Williams (1992) represented an interesting point of view on male employed in “female” professions, such as teachers, social workers, and librarians. The topic is not often highlighted in the contemporary gender-related literature thus introducing new points of consideration in gender science. On the one hand, the article offers the opposite view to those reflected in the articles of Acker (1990) and Martin (1999) in the part of discrimination of men. On the other hand, opinions of Acker (1990) and Martin (1999) are supported in the part of discrimination so called “female” professions. Thus, not only women are discriminated, even female professions can be discriminated disregard of the gender of those who occupy female positions.
The study of Gorman (2005) revealed that share of women hired on high-ranking positions had significantly increased representing contrary opinion to the opinion introduced by Acker (1990) and Martin (1999). However, the findings of the study showed that a small proportion of women are hired to work on the jobs that include stereotypically masculine traits. The same situation occurs with men hires on the jobs that have stereotypically feminine traits. Positive dynamics was being detected among entry-level hires when the author analyzed decision making process of hiring same gender persons (Gorman, 2005).
Cohen and Huffman (2007) offered a large scale analysis related effect of status of female managers on subordinates. The study revealed a greater percentage of female managers supporting the opinion of Gorman (2005) regarding higher percentage of entry-level hires of females. Interestingly, greater number of high-status females employed in managerial positions makes an impact on gender wage inequality. However, narrowing gender wage gap occurs when females reach high-status positions.
Webber and Williams (2008) highlighted the issue related combining employment and motherhood. The research shows that females with children employed in part-time jobs are discriminated. The research is based on 60 in-depth interviews. The study supports the opinion introduced by Acker (1990) in terms of topicality of gender disparity issues in the working place. An interesting finding was that working mothers absolved organizations of blaming for discrimination. Webber and Williams (2008) suggested that organizations would consider alternative possibilities of work.

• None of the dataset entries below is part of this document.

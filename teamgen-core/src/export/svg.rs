//! SVG team card
//!
//! Two columns, one per team, with a header row and one line per player.
//! Captains get a crown after their name.

use std::fmt::Write as _;

use quick_xml::escape::escape;

use crate::models::{Player, TeamAssignment, TeamSide};

const WIDTH: u32 = 640;
const COLUMN_WIDTH: u32 = WIDTH / 2;
const TITLE_HEIGHT: u32 = 64;
const HEADER_HEIGHT: u32 = 48;
const ROW_HEIGHT: u32 = 32;
const PADDING: u32 = 24;

const BACKGROUND: &str = "#0f172a";
const TEAM_A_COLOR: &str = "#2563eb";
const TEAM_B_COLOR: &str = "#dc2626";
const TEXT_COLOR: &str = "#f8fafc";

pub(super) fn render_svg(assignment: &TeamAssignment) -> String {
    let rows = assignment
        .team_a
        .len()
        .max(assignment.team_b.len())
        .max(1);
    let rows = u32::try_from(rows).unwrap_or(u32::MAX / ROW_HEIGHT);
    let height = TITLE_HEIGHT + HEADER_HEIGHT + rows * ROW_HEIGHT + PADDING;

    let mut out = String::new();
    let _ = writeln!(
        out,
        r#"<svg xmlns="http://www.w3.org/2000/svg" width="{WIDTH}" height="{height}" viewBox="0 0 {WIDTH} {height}" font-family="sans-serif">"#
    );
    let _ = writeln!(
        out,
        r#"  <rect width="{WIDTH}" height="{height}" rx="16" fill="{BACKGROUND}"/>"#
    );
    let _ = writeln!(
        out,
        r#"  <text x="{}" y="42" fill="{TEXT_COLOR}" font-size="28" font-weight="bold" text-anchor="middle">Teams</text>"#,
        WIDTH / 2
    );

    for side in TeamSide::BOTH {
        render_column(&mut out, side, assignment.team(side));
    }

    out.push_str("</svg>\n");
    out
}

fn render_column(out: &mut String, side: TeamSide, players: &[Player]) {
    let (x, color) = match side {
        TeamSide::A => (0, TEAM_A_COLOR),
        TeamSide::B => (COLUMN_WIDTH, TEAM_B_COLOR),
    };
    let _ = writeln!(
        out,
        r#"  <rect x="{}" y="{TITLE_HEIGHT}" width="{}" height="{}" rx="8" fill="{color}"/>"#,
        x + PADDING / 2,
        COLUMN_WIDTH - PADDING,
        HEADER_HEIGHT - 8
    );
    let _ = writeln!(
        out,
        r#"  <text x="{}" y="{}" fill="{TEXT_COLOR}" font-size="20" font-weight="bold" text-anchor="middle">{} ({})</text>"#,
        x + COLUMN_WIDTH / 2,
        TITLE_HEIGHT + 27,
        side.title(),
        players.len()
    );

    let mut y = TITLE_HEIGHT + HEADER_HEIGHT + ROW_HEIGHT - 8;
    for player in players {
        let weight = if player.is_captain { "bold" } else { "normal" };
        let _ = writeln!(
            out,
            r#"  <text x="{}" y="{y}" fill="{TEXT_COLOR}" font-size="16" font-weight="{weight}">{}</text>"#,
            x + PADDING,
            escape(player.display_label().as_str())
        );
        y += ROW_HEIGHT;
    }
}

The articles had greatly contributed to the research of the issue of gender inequality. The analysis of the articles showed significant changes in views on gender inequality. Yet, further research is needed to make more evidence related the problem.
Acker, J. (1990). Hierarchies, jobs, bodies: a theory of gendered organizations. Gender and Society, 4(2), 139-158.
Cohen, P.N. and Huffman, M.L. (2007). Working for the woman? Female managers and the gender wage gap. American Sociological Review, 72(5), 681-704.
Gorman, E.H. (2005). Gender stereotypes, same-gender preferences, and organizational variation in the hiring of women: evidence from law firms. American Sociological Review, 70(4), 702-728.
Martin, S.E. (1999). Police force or police service? gender and emotional labor. Annals of the American Academy of Political and Social Science, 561, 111-126.
Webber, G. and Williams, C. (2008). Mothers in "good" and "bad" part-time jobs: different problems, same results. Gender and Society, 22(6), 752-777.
Williams, C.L. (1992). The glass escalator: hidden advantages for men in the "female" professions. Social Problems, 39(3), 253-267.